What to work on: Which of the lines below contain the string "ScannerController"? Pull each one out of the data.

Stored items
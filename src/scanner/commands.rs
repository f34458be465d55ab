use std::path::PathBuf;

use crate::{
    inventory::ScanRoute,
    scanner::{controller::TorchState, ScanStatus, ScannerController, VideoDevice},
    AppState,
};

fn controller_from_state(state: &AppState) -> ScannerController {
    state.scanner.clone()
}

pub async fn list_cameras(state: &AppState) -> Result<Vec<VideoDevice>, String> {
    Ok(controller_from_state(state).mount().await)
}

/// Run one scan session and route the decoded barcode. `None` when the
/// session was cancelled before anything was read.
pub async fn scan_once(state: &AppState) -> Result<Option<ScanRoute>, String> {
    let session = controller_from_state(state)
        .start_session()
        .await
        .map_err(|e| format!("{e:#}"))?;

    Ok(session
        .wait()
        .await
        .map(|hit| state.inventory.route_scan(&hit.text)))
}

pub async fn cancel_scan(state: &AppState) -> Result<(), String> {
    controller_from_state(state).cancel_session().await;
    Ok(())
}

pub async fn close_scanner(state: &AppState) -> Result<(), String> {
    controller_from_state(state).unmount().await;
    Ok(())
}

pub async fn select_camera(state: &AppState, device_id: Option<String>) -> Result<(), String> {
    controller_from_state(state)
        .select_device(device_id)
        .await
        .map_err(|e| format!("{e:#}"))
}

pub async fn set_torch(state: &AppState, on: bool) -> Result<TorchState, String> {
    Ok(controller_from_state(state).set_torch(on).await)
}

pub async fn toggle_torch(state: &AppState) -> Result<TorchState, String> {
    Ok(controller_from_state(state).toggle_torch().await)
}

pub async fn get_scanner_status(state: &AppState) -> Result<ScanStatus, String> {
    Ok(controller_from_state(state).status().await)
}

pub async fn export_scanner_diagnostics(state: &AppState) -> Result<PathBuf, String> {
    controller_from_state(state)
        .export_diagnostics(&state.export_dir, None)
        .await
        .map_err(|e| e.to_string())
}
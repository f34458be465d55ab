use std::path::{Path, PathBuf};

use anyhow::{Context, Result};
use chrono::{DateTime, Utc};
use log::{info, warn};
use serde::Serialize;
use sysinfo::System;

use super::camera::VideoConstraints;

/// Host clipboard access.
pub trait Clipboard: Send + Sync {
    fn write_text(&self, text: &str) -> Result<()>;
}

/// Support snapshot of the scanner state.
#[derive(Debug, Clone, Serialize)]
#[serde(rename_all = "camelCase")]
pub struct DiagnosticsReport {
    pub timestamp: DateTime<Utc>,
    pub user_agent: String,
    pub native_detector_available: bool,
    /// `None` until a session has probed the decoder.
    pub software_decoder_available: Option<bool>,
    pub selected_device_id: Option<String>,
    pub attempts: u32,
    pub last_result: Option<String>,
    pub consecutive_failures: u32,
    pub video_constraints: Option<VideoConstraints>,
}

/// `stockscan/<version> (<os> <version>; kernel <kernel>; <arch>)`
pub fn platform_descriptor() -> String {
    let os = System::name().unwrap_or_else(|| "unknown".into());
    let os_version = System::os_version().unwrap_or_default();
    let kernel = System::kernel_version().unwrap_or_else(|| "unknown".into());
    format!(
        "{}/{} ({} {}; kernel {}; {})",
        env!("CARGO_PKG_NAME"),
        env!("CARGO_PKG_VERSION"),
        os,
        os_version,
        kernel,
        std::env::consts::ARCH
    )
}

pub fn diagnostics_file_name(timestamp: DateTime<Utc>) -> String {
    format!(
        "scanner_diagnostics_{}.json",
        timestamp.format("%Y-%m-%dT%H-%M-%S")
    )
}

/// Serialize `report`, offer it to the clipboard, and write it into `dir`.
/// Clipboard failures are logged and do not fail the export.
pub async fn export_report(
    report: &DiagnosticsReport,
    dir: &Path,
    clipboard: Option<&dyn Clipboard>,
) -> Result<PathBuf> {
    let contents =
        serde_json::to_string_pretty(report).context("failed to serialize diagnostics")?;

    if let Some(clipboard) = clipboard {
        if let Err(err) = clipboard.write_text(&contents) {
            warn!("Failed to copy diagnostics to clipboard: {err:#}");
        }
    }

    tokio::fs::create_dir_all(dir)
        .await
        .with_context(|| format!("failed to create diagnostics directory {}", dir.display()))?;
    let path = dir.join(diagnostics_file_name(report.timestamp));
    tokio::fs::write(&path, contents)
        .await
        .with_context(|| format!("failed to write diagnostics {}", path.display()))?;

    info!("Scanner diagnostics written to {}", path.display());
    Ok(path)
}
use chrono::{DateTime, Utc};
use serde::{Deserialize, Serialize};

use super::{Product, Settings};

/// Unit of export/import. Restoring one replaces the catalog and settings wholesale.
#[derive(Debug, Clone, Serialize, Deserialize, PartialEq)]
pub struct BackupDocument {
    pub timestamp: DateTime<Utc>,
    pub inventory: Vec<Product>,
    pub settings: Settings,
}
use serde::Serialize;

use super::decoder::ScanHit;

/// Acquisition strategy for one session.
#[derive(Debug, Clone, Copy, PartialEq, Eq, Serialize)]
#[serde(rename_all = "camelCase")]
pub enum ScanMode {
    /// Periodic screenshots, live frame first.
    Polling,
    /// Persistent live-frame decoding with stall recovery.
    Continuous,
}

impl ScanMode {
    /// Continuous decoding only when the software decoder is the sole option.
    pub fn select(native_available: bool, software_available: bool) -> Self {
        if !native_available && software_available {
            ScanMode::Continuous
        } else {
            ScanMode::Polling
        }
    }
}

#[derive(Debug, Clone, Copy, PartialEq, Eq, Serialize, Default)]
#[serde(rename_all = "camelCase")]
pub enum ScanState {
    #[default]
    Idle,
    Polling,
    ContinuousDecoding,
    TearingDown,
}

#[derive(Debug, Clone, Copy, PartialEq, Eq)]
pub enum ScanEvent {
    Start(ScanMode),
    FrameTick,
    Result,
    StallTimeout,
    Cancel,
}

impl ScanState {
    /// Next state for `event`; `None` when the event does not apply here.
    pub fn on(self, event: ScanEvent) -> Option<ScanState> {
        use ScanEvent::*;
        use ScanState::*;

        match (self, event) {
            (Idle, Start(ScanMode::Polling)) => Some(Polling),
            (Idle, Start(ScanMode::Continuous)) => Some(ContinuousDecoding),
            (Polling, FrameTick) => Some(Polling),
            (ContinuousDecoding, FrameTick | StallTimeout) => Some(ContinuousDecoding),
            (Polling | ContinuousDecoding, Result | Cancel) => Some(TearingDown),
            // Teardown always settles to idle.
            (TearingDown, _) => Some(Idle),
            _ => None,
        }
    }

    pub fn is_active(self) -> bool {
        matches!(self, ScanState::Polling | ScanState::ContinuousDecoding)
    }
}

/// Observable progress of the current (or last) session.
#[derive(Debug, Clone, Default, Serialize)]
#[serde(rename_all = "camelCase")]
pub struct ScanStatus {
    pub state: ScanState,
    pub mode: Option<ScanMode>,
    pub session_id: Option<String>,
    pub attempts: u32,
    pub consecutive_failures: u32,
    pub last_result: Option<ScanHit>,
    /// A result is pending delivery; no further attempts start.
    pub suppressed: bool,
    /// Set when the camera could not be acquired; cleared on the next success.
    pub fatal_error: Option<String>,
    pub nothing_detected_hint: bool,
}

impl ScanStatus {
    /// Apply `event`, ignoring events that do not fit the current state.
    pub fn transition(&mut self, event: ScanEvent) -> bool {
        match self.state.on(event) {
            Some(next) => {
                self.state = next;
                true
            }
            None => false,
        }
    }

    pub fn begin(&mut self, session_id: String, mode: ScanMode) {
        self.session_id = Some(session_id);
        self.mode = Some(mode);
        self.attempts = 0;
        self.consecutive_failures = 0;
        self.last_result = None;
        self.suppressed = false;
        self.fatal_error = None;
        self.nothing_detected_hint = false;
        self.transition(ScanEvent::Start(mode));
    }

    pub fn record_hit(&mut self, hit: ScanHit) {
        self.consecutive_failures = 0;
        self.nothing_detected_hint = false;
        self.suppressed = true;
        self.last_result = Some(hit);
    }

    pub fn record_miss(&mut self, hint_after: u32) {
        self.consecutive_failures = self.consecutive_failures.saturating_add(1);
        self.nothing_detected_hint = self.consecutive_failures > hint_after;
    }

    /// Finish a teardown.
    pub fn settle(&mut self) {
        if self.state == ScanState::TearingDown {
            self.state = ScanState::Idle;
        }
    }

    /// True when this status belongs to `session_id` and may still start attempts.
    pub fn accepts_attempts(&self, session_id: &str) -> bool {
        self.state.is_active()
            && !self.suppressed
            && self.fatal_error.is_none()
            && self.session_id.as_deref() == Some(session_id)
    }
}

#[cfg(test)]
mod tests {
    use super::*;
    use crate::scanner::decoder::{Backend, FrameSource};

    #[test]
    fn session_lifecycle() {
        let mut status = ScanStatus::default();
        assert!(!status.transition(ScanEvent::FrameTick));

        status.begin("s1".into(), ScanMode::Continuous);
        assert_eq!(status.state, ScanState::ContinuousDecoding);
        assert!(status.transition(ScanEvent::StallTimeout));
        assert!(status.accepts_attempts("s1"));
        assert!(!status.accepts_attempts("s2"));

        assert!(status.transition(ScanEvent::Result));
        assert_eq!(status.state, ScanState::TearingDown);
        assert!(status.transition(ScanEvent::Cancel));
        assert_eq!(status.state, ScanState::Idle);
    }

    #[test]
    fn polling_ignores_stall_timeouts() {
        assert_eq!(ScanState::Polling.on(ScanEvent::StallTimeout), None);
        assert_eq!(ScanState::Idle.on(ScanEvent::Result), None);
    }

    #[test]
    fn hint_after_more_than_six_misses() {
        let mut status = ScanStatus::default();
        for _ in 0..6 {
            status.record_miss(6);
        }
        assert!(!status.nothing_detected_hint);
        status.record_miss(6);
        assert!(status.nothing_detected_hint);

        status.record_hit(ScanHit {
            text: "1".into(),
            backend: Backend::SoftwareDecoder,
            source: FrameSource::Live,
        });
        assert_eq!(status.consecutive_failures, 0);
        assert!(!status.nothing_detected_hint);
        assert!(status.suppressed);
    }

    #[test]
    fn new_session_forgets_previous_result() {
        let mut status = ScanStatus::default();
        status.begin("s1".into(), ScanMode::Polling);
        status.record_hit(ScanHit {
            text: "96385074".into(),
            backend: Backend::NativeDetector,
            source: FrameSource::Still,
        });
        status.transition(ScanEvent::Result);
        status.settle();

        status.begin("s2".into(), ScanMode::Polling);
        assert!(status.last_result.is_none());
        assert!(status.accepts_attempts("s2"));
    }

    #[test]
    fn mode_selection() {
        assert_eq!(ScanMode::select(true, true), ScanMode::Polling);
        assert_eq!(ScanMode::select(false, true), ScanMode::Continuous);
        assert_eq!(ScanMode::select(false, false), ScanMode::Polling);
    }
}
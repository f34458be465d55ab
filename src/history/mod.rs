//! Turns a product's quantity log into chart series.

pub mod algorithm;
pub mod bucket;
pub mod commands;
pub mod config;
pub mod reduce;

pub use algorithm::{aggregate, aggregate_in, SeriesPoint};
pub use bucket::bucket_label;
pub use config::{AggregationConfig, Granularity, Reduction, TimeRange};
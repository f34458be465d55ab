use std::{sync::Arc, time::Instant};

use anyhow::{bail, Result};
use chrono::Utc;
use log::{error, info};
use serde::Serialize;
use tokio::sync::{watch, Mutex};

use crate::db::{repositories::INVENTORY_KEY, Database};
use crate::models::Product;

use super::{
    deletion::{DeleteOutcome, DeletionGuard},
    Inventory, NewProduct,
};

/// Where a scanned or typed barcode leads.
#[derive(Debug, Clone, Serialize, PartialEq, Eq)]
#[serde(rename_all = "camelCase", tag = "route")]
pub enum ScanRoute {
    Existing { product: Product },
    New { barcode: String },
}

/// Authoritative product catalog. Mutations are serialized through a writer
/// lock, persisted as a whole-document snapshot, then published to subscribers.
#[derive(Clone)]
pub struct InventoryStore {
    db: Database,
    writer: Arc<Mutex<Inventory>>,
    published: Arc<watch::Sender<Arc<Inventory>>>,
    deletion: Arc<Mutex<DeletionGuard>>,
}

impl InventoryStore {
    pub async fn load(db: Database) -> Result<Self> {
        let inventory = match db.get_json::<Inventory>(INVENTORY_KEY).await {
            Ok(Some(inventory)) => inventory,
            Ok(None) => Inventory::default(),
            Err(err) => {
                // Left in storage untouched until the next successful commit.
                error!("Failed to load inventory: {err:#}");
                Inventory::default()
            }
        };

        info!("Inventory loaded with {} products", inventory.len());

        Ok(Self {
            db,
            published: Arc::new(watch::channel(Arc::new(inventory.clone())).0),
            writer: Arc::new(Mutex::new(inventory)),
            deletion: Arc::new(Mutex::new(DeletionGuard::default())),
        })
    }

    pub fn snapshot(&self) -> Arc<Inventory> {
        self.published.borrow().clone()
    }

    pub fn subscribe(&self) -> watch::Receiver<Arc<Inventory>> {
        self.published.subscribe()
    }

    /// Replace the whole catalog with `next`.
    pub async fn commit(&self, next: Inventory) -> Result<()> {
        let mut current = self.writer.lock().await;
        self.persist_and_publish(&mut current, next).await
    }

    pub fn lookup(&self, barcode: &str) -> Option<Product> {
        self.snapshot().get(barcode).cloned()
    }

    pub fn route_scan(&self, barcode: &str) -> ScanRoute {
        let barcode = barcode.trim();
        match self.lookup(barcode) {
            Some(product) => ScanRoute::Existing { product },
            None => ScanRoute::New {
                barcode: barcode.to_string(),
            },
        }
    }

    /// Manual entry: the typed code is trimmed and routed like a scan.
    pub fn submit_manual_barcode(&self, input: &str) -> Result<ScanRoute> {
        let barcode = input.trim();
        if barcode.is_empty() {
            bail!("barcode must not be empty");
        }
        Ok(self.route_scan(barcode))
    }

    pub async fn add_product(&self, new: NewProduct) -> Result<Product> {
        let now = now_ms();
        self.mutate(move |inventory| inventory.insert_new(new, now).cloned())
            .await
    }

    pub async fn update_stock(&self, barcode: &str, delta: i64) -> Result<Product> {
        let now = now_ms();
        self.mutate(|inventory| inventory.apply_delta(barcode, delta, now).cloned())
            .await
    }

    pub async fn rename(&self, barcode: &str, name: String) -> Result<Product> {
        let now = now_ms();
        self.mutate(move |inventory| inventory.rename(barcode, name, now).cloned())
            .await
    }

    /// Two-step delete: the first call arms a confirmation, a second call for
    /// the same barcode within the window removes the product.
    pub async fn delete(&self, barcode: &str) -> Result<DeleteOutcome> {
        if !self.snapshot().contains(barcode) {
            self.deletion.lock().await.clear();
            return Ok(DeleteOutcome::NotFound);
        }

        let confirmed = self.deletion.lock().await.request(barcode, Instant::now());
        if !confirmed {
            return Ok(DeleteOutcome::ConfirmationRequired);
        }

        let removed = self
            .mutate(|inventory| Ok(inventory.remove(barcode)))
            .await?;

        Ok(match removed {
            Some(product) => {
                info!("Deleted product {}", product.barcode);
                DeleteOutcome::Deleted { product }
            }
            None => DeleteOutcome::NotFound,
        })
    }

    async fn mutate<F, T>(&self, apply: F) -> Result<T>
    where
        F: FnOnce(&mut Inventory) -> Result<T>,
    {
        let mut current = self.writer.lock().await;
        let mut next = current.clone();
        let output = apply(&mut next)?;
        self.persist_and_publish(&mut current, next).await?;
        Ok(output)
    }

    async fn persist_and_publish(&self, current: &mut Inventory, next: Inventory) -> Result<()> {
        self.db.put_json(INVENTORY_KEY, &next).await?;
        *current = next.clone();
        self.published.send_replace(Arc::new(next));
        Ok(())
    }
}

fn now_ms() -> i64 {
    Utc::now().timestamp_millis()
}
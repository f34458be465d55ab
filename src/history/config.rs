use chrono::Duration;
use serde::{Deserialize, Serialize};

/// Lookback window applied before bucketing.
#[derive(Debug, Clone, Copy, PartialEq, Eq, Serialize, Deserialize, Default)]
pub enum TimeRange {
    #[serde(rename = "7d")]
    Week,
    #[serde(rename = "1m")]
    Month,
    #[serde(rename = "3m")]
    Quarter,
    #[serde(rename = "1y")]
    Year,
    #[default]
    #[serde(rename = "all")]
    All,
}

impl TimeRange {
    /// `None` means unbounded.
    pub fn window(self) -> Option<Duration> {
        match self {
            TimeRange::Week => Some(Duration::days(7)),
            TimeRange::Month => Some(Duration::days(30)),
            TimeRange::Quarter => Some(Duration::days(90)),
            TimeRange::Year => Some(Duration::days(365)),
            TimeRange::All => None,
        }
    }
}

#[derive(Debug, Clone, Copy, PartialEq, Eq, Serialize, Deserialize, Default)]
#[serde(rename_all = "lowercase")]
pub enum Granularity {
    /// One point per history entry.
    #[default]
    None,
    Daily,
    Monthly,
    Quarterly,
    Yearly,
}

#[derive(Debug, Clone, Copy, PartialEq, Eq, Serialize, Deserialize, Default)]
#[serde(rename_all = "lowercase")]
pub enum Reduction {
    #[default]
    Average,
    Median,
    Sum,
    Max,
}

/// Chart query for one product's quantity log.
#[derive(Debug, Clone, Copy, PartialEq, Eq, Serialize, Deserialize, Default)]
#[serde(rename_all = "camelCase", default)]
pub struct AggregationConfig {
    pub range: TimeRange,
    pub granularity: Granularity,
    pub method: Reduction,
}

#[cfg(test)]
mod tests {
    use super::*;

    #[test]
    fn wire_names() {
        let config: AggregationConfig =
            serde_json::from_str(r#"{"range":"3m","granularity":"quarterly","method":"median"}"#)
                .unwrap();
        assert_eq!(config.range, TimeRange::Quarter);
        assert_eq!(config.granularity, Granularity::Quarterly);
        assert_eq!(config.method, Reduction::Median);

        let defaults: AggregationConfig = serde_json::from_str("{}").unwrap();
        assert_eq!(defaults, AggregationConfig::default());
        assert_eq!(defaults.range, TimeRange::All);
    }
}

Problem solution:
    scanner::{controller::TorchState, ScanStatus, ScannerController, VideoDevice},
fn controller_from_state(state: &AppState) -> ScannerController {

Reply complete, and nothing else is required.